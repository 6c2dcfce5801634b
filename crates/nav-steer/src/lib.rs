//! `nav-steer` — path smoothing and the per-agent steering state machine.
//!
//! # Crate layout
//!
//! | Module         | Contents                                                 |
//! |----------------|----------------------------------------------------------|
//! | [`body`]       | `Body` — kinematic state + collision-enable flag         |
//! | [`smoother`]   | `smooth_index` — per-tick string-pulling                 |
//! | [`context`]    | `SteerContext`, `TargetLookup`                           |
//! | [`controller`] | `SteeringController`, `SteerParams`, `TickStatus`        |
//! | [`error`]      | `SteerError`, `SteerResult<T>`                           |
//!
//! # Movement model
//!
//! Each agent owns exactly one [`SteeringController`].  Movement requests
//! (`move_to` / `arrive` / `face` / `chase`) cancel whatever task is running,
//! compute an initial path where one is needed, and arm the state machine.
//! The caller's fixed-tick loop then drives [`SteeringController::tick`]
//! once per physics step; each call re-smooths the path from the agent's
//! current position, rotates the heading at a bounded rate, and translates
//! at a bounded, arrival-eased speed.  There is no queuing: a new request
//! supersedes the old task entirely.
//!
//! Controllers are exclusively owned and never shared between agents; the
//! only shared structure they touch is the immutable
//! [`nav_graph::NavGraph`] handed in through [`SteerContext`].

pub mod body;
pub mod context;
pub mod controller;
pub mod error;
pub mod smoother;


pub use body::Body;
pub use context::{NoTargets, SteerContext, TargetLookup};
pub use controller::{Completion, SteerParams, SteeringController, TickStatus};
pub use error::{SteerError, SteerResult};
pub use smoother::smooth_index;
________________________________________
Go through the records above and repeat each one exactly.

repository 6c2dcfce5801634b
filename crates/nav-steer/src/lib.rs
//! `nav-steer` — path smoothing and the per-agent steering state machine.
//!
//! # Crate layout
//!
//! | Module         | Contents                                                 |
//! |----------------|----------------------------------------------------------|
//! | [`body`]       | `Body` — kinematic state + collision-enable flag         |
//! | [`smoother`]   | `smooth_index` — per-tick string-pulling                 |
//! | [`context`]    | `SteerContext`, `TargetLookup`                           |
//! | [`controller`] | `SteeringController`, `SteerParams`, `TickStatus`        |
//! | [`error`]      | `SteerError`, `SteerResult<T>`                           |
//!
//! # Movement model
//!
//! Each agent owns exactly one [`SteeringController`].  Movement requests
//! (`move_to` / `arrive` / `face` / `chase`) cancel whatever task is running,
//! compute an initial path where one is needed, and arm the state machine.
//! The caller's fixed-tick loop then drives [`SteeringController::tick`]
//! once per physics step; each call re-smooths the path from the agent's
//! current position, rotates the heading at a bounded rate, and translates
//! at a bounded, arrival-eased speed.  There is no queuing: a new request
//! supersedes the old task entirely.
//!
//! Controllers are exclusively owned and never shared between agents; the
//! only shared structure they touch is the immutable
//! [`nav_graph::NavGraph`] handed in through [`SteerContext`].

pub mod body;
pub mod context;
pub mod controller;
pub mod error;
pub mod smoother;


pub use body::Body;
pub use context::{NoTargets, SteerContext, TargetLookup};
pub use controller::{Completion, SteerParams, SteeringController, TickStatus};
pub use error::{SteerError, SteerResult};
pub use smoother::smooth_index;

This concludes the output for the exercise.